[dmd-concurrency] CSP: Communicating sequential processes
Robert Jacques
sandford at jhu.edu
Tue Jan 19 22:00:51 PST 2010
Communicating sequential processes and pi calculus are one of the other
major schools of message passing. There's been some interest in it, so I'm
digging out and summarizing some old notes of mine. I view implementing
CSP as a good use case for D's message passing architecture; i.e. one
should be able to write a CSP library and have it compose gracefully with
other concurrent libraries. Most of the active research in this area is
being done by the University of Kent
(http://www.cs.kent.ac.uk/projects/ofa/kroc/).
CSP is built around the concept of a channel; essentially typed,
half-duplex, synchronous point-to-point single item message passing. This
is great for a fibers/co-routine based implementation, but bad for the
cluster/network. The asynchronous channels, would naturally have the
opposite properties. One of the other design patterns that works well with
single item channels are generators (or really any fast producer/slow
consumer problem).
Channel: Several CSP implementations have found it useful to add some
addition state to a channel and/or have built some higher level primitives
on-top of them.
-close/poison: closes / shuts down a channel. Very useful for
producer/consumer processing loops. It may be useful to separate poison
from close, i.e chan.poison(exception).
-valid: true if the channel isn't closed/poisoned.
-blackhole: chan.send is a no-op, and chan.receive throws an exception
-broadcast/delta: 1 to N messaging
-N-way: N to N messaging
-Paraplex: Converts N T sends into a T[N] send
-Deparaplex: Converts a T[N] send into N T sends
Select: One of the key flow control primatives in CSP is the
select/alternative. This really simplifies certain usages and is
particularly useful in GUIs, i.e. Plan9
(http://plan9.bell-labs.com/sys/doc/acme.pdf,
http://plan9.bell-labs.com/sys/doc/81/2.pdf). A select statement waits on
several guard statements. A guard statement takes either a lazy bool or a
channel and a function/delegate. The guard it ready if the boolean is true
or if there is a value waiting in the channel. If multiple guards are
ready, the select only executes the first one, as determined by the
scheduler (either round robin or priority)

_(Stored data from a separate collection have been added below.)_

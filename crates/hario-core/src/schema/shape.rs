//! Declarative description of the fields a record must carry.

use std::sync::Arc;

/// Expected JSON type of a field.
#[derive(Debug, Clone, PartialEq)]
pub enum FieldKind {
    String,
    /// A JSON number without a fractional part.
    Integer,
    Number,
    Boolean,
    /// Any JSON object; contents are not inspected.
    Mapping,
    Any,
    List(Box<FieldKind>),
    Nested(Arc<Shape>),
    /// The innermost enclosing shape, for self-referential structures.
    Recursive,
}

impl FieldKind {
    pub fn nested(shape: Shape) -> Self {
        FieldKind::Nested(Arc::new(shape))
    }

    pub fn list_of(kind: FieldKind) -> Self {
        FieldKind::List(Box::new(kind))
    }

    pub(crate) fn expected(&self) -> &'static str {
        match self {
            FieldKind::String => "string",
            FieldKind::Integer => "integer",
            FieldKind::Number => "number",
            FieldKind::Boolean => "boolean",
            FieldKind::Mapping | FieldKind::Nested(_) | FieldKind::Recursive => "mapping",
            FieldKind::Any => "any value",
            FieldKind::List(_) => "sequence",
        }
    }
}

/// Whether a field may be absent or null.
#[derive(Debug, Clone, Copy, PartialEq, Eq, PartialOrd, Ord)]
pub enum Presence {
    /// May be absent or null.
    Optional,
    /// May be absent (a default applies) but not null.
    Defaulted,
    /// Must be present and non-null.
    Required,
}

#[derive(Debug, Clone, PartialEq)]
pub struct FieldSpec {
    pub name: String,
    pub kind: FieldKind,
    pub presence: Presence,
}

impl FieldSpec {
    pub fn required(name: impl Into<String>, kind: FieldKind) -> Self {
        Self {
            name: name.into(),
            kind,
            presence: Presence::Required,
        }
    }

    pub fn optional(name: impl Into<String>, kind: FieldKind) -> Self {
        Self {
            name: name.into(),
            kind,
            presence: Presence::Optional,
        }
    }

    pub fn defaulted(name: impl Into<String>, kind: FieldKind) -> Self {
        Self {
            name: name.into(),
            kind,
            presence: Presence::Defaulted,
        }
    }
}

/// Named, ordered set of field specs. Undeclared keys are always allowed.
#[derive(Debug, Clone, PartialEq)]
pub struct Shape {
    name: String,
    fields: Vec<FieldSpec>,
}

impl Shape {
    pub fn new(name: impl Into<String>, fields: impl IntoIterator<Item = FieldSpec>) -> Self {
        Self {
            name: name.into(),
            fields: fields.into_iter().collect(),
        }
    }

    pub fn name(&self) -> &str {
        &self.name
    }

    pub fn fields(&self) -> &[FieldSpec] {
        &self.fields
    }

    pub fn field(&self, name: &str) -> Option<&FieldSpec> {
        self.fields.iter().find(|f| f.name == name)
    }

    /// Derive an extended shape.
    ///
    /// Fields with a name already present replace the base kind but keep the
    /// stricter of the two presences; new names are appended. The result
    /// therefore requires at least everything the base requires.
    pub fn refine(&self, name: impl Into<String>, extra: impl IntoIterator<Item = FieldSpec>) -> Shape {
        let mut fields = self.fields.clone();
        for spec in extra {
            match fields.iter_mut().find(|f| f.name == spec.name) {
                Some(existing) => {
                    existing.presence = existing.presence.max(spec.presence);
                    existing.kind = spec.kind;
                }
                None => fields.push(spec),
            }
        }
        Shape {
            name: name.into(),
            fields,
        }
    }
}

#[cfg(test)]
mod tests {
    use super::*;

    fn base() -> Shape {
        Shape::new(
            "base",
            [
                FieldSpec::required("a", FieldKind::String),
                FieldSpec::optional("b", FieldKind::Integer),
            ],
        )
    }

    #[test]
    fn refine_appends_new_fields() {
        let refined = base().refine("ext", [FieldSpec::optional("_c", FieldKind::Boolean)]);
        assert_eq!(refined.name(), "ext");
        let names: Vec<_> = refined.fields().iter().map(|f| f.name.as_str()).collect();
        assert_eq!(names, ["a", "b", "_c"]);
    }

    #[test]
    fn refine_never_relaxes_a_required_field() {
        let refined = base().refine(
            "ext",
            [
                FieldSpec::optional("a", FieldKind::Any),
                FieldSpec::required("b", FieldKind::Number),
            ],
        );
        let a = refined.field("a").unwrap();
        assert_eq!(a.presence, Presence::Required);
        assert_eq!(a.kind, FieldKind::Any);
        assert_eq!(refined.field("b").unwrap().presence, Presence::Required);
    }
}
use std::fmt;
use std::time::Instant;

use super::error::PipelineError;
use crate::config::Strategy;
use crate::Record;

/// Lifecycle of one `process` call. Any error moves the run to `Failed`.
#[derive(Debug, Clone, Copy, PartialEq, Eq)]
pub enum RunState {
    Idle,
    Batching,
    Dispatching,
    Collecting,
    Done,
    Failed,
}

impl fmt::Display for RunState {
    fn fmt(&self, f: &mut fmt::Formatter<'_>) -> fmt::Result {
        let s = match self {
            RunState::Idle => "idle",
            RunState::Batching => "batching",
            RunState::Dispatching => "dispatching",
            RunState::Collecting => "collecting",
            RunState::Done => "done",
            RunState::Failed => "failed",
        };
        f.write_str(s)
    }
}

pub(crate) struct Run {
    state: RunState,
    strategy: Strategy,
    records: usize,
    started: Instant,
}

impl Run {
    pub(crate) fn start(strategy: Strategy, records: usize) -> Self {
        Self {
            state: RunState::Idle,
            strategy,
            records,
            started: Instant::now(),
        }
    }

    #[cfg(test)]
    pub(crate) fn state(&self) -> RunState {
        self.state
    }

    pub(crate) fn advance(&mut self, next: RunState) {
        tracing::debug!(strategy = %self.strategy, from = %self.state, to = %next, "pipeline state");
        self.state = next;
    }

    /// Close the run with the executor's ordered batch outputs.
    pub(crate) fn complete(
        &mut self,
        outcome: Result<Vec<Vec<Record>>, PipelineError>,
    ) -> Result<Vec<Record>, PipelineError> {
        match outcome {
            Ok(batches) => {
                self.advance(RunState::Collecting);
                let out: Vec<Record> = batches.into_iter().flatten().collect();
                self.advance(RunState::Done);
                tracing::info!(
                    strategy = %self.strategy,
                    records = self.records,
                    elapsed_ms = self.started.elapsed().as_millis() as u64,
                    "pipeline run finished"
                );
                Ok(out)
            }
            Err(e) => Err(self.fail(e)),
        }
    }

    pub(crate) fn fail(&mut self, error: PipelineError) -> PipelineError {
        self.advance(RunState::Failed);
        tracing::warn!(strategy = %self.strategy, error = %error, "pipeline run failed");
        error
    }
}

#[cfg(test)]
mod tests {
    use super::*;

    #[test]
    fn success_ends_in_done() {
        let mut run = Run::start(Strategy::Sequential, 2);
        run.advance(RunState::Batching);
        run.advance(RunState::Dispatching);
        let out = run.complete(Ok(vec![vec![Record::new()], vec![Record::new()]])).unwrap();
        assert_eq!(out.len(), 2);
        assert_eq!(run.state(), RunState::Done);
    }

    #[test]
    fn error_ends_in_failed() {
        let mut run = Run::start(Strategy::Thread, 1);
        run.advance(RunState::Dispatching);
        let err = run.complete(Err(PipelineError::Cancelled)).unwrap_err();
        assert!(matches!(err, PipelineError::Cancelled));
        assert_eq!(run.state(), RunState::Failed);
    }
}
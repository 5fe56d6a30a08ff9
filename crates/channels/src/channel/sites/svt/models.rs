use serde::Deserialize;
use serde_json::Value;

/// Response of the video player api, e.g. `https://api.svt.se/videoplayer-api/video/{id}`.
///
/// Both lists may be missing or `null`.
#[derive(Debug, Deserialize, Default)]
#[serde(rename_all = "camelCase")]
pub struct VideoPlayerResponse {
    #[serde(default)]
    pub video_references: Option<Vec<VideoReference>>,
    #[serde(default)]
    pub subtitle_references: Option<Vec<SubtitleReference>>,
}

impl VideoPlayerResponse {
    pub fn videos(&self) -> &[VideoReference] {
        self.video_references.as_deref().unwrap_or_default()
    }

    pub fn subtitles(&self) -> &[SubtitleReference] {
        self.subtitle_references.as_deref().unwrap_or_default()
    }
}

#[derive(Debug, Deserialize, Clone, Default)]
#[serde(rename_all = "camelCase")]
pub struct VideoReference {
    pub url: Option<String>,
    pub format: Option<String>,
    pub player_type: Option<String>,
}

impl VideoReference {
    /// `format`, or `playerType` for older responses, lowercased.
    pub fn format_label(&self) -> String {
        self.format
            .as_deref()
            .filter(|f| !f.is_empty())
            .or(self.player_type.as_deref())
            .unwrap_or_default()
            .to_lowercase()
    }
}

#[derive(Debug, Deserialize, Clone, Default)]
pub struct SubtitleReference {
    pub url: Option<String>,
    pub format: Option<String>,
}

/// Thumbnail reference of the contento GraphQL api.
#[derive(Debug, Deserialize, Clone)]
pub struct ImageRef {
    pub id: Value,
    pub changed: Value,
}

/// An entry of `data.channels.channels` from the ChannelsQuery operation.
#[derive(Debug, Deserialize)]
#[serde(rename_all = "camelCase")]
pub struct LiveChannel {
    pub id: String,
    pub name: String,
    pub running: RunningProgram,
    #[serde(default)]
    pub episode_thumbnail_ids: Option<Vec<Value>>,
}

#[derive(Debug, Deserialize)]
#[serde(rename_all = "camelCase")]
pub struct RunningProgram {
    pub name: String,
    pub sub_heading: Option<String>,
    pub description: Option<String>,
    pub image: Option<ImageRef>,
    pub start: String,
    pub end: String,
}
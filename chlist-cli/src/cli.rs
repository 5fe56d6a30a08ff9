use clap::{Parser, Subcommand, ValueEnum};
use serde::{Deserialize, Serialize};
use std::path::PathBuf;

#[derive(Parser, Debug)]
#[command(
    name = "chlist",
    about = "Chlist - CLI tool for browsing channel listings and resolving their streams",
    version,
    author
)]
pub struct Args {
    #[command(subcommand)]
    pub command: Commands,

    /// Enable verbose output
    #[arg(short, long, global = true)]
    pub verbose: bool,

    /// Suppress all output except errors
    #[arg(short, long, global = true, conflicts_with = "verbose")]
    pub quiet: bool,

    /// Configuration file path
    #[arg(short, long, global = true)]
    pub config: Option<PathBuf>,

    /// Request timeout in seconds [config: timeout_secs, default 30]
    #[arg(long, global = true)]
    pub timeout: Option<u64>,

    /// Number of retry attempts [config: retries, default 3]
    #[arg(long, global = true)]
    pub retries: Option<u32>,

    /// Hand DASH and HLS manifests to the adaptive input stream
    #[arg(long, global = true)]
    pub adaptive: bool,

    /// Proxy URL (supports http, https, socks5)
    #[arg(long, global = true)]
    pub proxy: Option<String>,

    /// Proxy username (if proxy requires authentication)
    #[arg(long, global = true)]
    pub proxy_username: Option<String>,

    /// Proxy password (if proxy requires authentication)
    #[arg(long, global = true)]
    pub proxy_password: Option<String>,
}

#[derive(Subcommand, Debug)]
pub enum Commands {
    /// List a channel's main list, or one of its folders
    List {
        /// Channel code, e.g. "svt" or "vtm"
        channel: String,

        /// Folder to open, as item numbers from the main list (e.g. "10/3")
        #[arg(short, long, conflicts_with = "url")]
        path: Option<String>,

        /// Folder url to open directly
        #[arg(short, long)]
        url: Option<String>,

        /// Output format [config: output, default pretty]
        #[arg(short, long)]
        output: Option<OutputFormat>,

        /// Save output to file
        #[arg(short = 'O', long)]
        output_file: Option<PathBuf>,
    },

    /// Search a channel
    Search {
        /// Channel code, e.g. "svt"
        channel: String,

        /// The search term
        query: String,

        /// Output format [config: output, default pretty]
        #[arg(short, long)]
        output: Option<OutputFormat>,

        /// Save output to file
        #[arg(short = 'O', long)]
        output_file: Option<PathBuf>,
    },

    /// Resolve the streams of a video url
    Resolve {
        /// The URL of the video
        #[arg(short, long)]
        url: String,

        /// Channel code, detected from the url when omitted
        #[arg(long)]
        channel: Option<String>,

        /// The cookies to use for the request
        #[arg(long)]
        cookies: Option<String>,

        /// Output format [config: output, default pretty]
        #[arg(short, long)]
        output: Option<OutputFormat>,

        /// Save output to file
        #[arg(short = 'O', long)]
        output_file: Option<PathBuf>,

        /// Filter streams by quality (e.g., "1280x720")
        #[arg(long)]
        quality: Option<String>,

        /// Filter streams by format (e.g., "hls", "dash")
        #[arg(long)]
        format: Option<String>,

        /// Auto-select the highest bitrate stream without prompt
        #[arg(long)]
        auto_select: bool,
    },

    /// List supported channels
    Channels {
        /// Show detailed information about each channel
        #[arg(short, long)]
        detailed: bool,

        /// Output format [config: output, default pretty]
        #[arg(short, long)]
        output: Option<OutputFormat>,
    },

    /// Generate shell completions
    Completions {
        /// The shell to generate completions for
        #[arg(value_enum)]
        shell: clap_complete::Shell,
    },

    /// Show configuration information
    Config {
        /// Show current configuration
        #[arg(short, long)]
        show: bool,

        /// Reset configuration to defaults
        #[arg(long)]
        reset: bool,
    },
}

#[derive(ValueEnum, Clone, Copy, Debug, Default, PartialEq, Eq, Serialize, Deserialize)]
#[serde(rename_all = "kebab-case")]
pub enum OutputFormat {
    /// Pretty-printed human-readable output
    #[default]
    Pretty,
    /// JSON output
    Json,
    /// Compact JSON output
    JsonCompact,
    /// Table format
    Table,
    /// CSV format
    Csv,
}

impl std::fmt::Display for OutputFormat {
    fn fmt(&self, f: &mut std::fmt::Formatter<'_>) -> std::fmt::Result {
        match self {
            OutputFormat::Pretty => write!(f, "pretty"),
            OutputFormat::Json => write!(f, "json"),
            OutputFormat::JsonCompact => write!(f, "json-compact"),
            OutputFormat::Table => write!(f, "table"),
            OutputFormat::Csv => write!(f, "csv"),
        }
    }
}

/// Parses a `--path` value of 1-based item numbers, e.g. "10/3".
pub fn parse_item_path(path: &str) -> Result<Vec<usize>, String> {
    path.split('/')
        .filter(|part| !part.trim().is_empty())
        .map(|part| {
            part.trim()
                .parse::<usize>()
                .ok()
                .and_then(|n| n.checked_sub(1))
                .ok_or_else(|| format!("invalid item number '{part}'"))
        })
        .collect()
}

#[cfg(test)]
mod tests {
    use super::*;

    #[test]
    fn test_parse_item_path() {
        assert_eq!(parse_item_path("10/3"), Ok(vec![9, 2]));
        assert_eq!(parse_item_path("/2/"), Ok(vec![1]));
        assert!(parse_item_path("0").is_err());
        assert!(parse_item_path("a/1").is_err());
    }

    #[test]
    fn test_args_parse_resolve() {
        let args = Args::parse_from([
            "chlist",
            "resolve",
            "--url",
            "https://www.svtplay.se/video/jXvGqb",
            "--auto-select",
            "-o",
            "json",
        ]);
        match args.command {
            Commands::Resolve {
                url,
                auto_select,
                output,
                ..
            } => {
                assert_eq!(url, "https://www.svtplay.se/video/jXvGqb");
                assert!(auto_select);
                assert_eq!(output, Some(OutputFormat::Json));
            }
            other => panic!("unexpected command: {other:?}"),
        }
    }

    #[test]
    fn test_unset_flags_stay_unset() {
        let args = Args::parse_from(["chlist", "list", "svt", "--path", "10"]);
        assert_eq!(args.timeout, None);
        assert_eq!(args.retries, None);
        match args.command {
            Commands::List { output, path, .. } => {
                assert_eq!(output, None);
                assert_eq!(path.as_deref(), Some("10"));
            }
            other => panic!("unexpected command: {other:?}"),
        }

        let args = Args::parse_from(["chlist", "--timeout", "5", "channels", "-o", "json-compact"]);
        assert_eq!(args.timeout, Some(5));
        assert!(matches!(
            args.command,
            Commands::Channels {
                output: Some(OutputFormat::JsonCompact),
                ..
            }
        ));
    }
}
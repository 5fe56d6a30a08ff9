use serde::{Deserialize, Serialize};

/// User-tunable behaviour shared by all channels.
#[derive(Debug, Clone, PartialEq, Eq, Serialize, Deserialize)]
#[serde(default)]
pub struct ChannelSettings {
    /// Split the program listing into a "TV shows" and a "single episodes" folder
    pub show_programs_folder: bool,

    /// Keep sign language / audio described selections in program listings
    pub show_accessibility_videos: bool,

    /// Hand DASH and HLS manifests to an adaptive input stream instead of
    /// expanding them into separate streams
    pub use_adaptive_stream: bool,
}

impl Default for ChannelSettings {
    fn default() -> Self {
        Self {
            show_programs_folder: true,
            show_accessibility_videos: true,
            use_adaptive_stream: false,
        }
    }
}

while(!a_done && !b_done) {
select(
guard(chan1,(int v) { writefln("from chan1: ",v);}),
guard(chan2 ,foo), // ->
foo(chan2.recv);
guard(a_done && b_done, { writefln(“We're done”);}),
);
}
Mobile: Essentially a unique type. It is called mobile based on it's
usage: it's used for data that moves, i.e. is mobile between processes.
Barrier: A barrier synchronization primitive. I believe something similar
for threads is already in druntime, though there isn't support for threads
or network processes as far as I know.
-enroll: enrolls (adds) this process to the barrier
-resign: resigns (removes) this process from the barrier
-sync: blocks until all enrolled processes have called sync
Bucket: A bucket synchronization primitive. Again, a thread-only version
is in druntime
-fall_into: causes this process to block until the bucket is flushed
-flush: unblocks all processes waiting on the bucket.
-flush(int N): unblock N processes from the bucket
parallel: Run multiple delegates/functions concurrently, with an implicit
join at the end, e.g.
Channel!(int) c;
parallel( { writefln("Sending a hi-five…"); c = 5; },
{ writefln("Received a ", c()); } );
Sequence/serial: take a bunch of processes and run them sequentially
Skip: A process that terminates immediately or a guard that’s always ready
Stop: A process that does nothing but doesn’t terminate
More Useful links:
http://www.ibm.com/developerworks/java/library/j-csp3.html
http://www.ibm.com/developerworks/java/library/j-jtp11234/
http://www.ibm.com/developerworks/java/library/j-jtp10264/
http://www.cs.kent.ac.uk/projects/ofa/c++csp/
An aside: I ran across CREW (Concurrent read, exclusive write) locks again
while making this. These have always seemed perfect for D as it has both
const and shared/synchronized method modifiers. I don't think there's any
blockers for implementing this, so should I file a bugzilla enhancement
request, so it gets onto the big long todo list?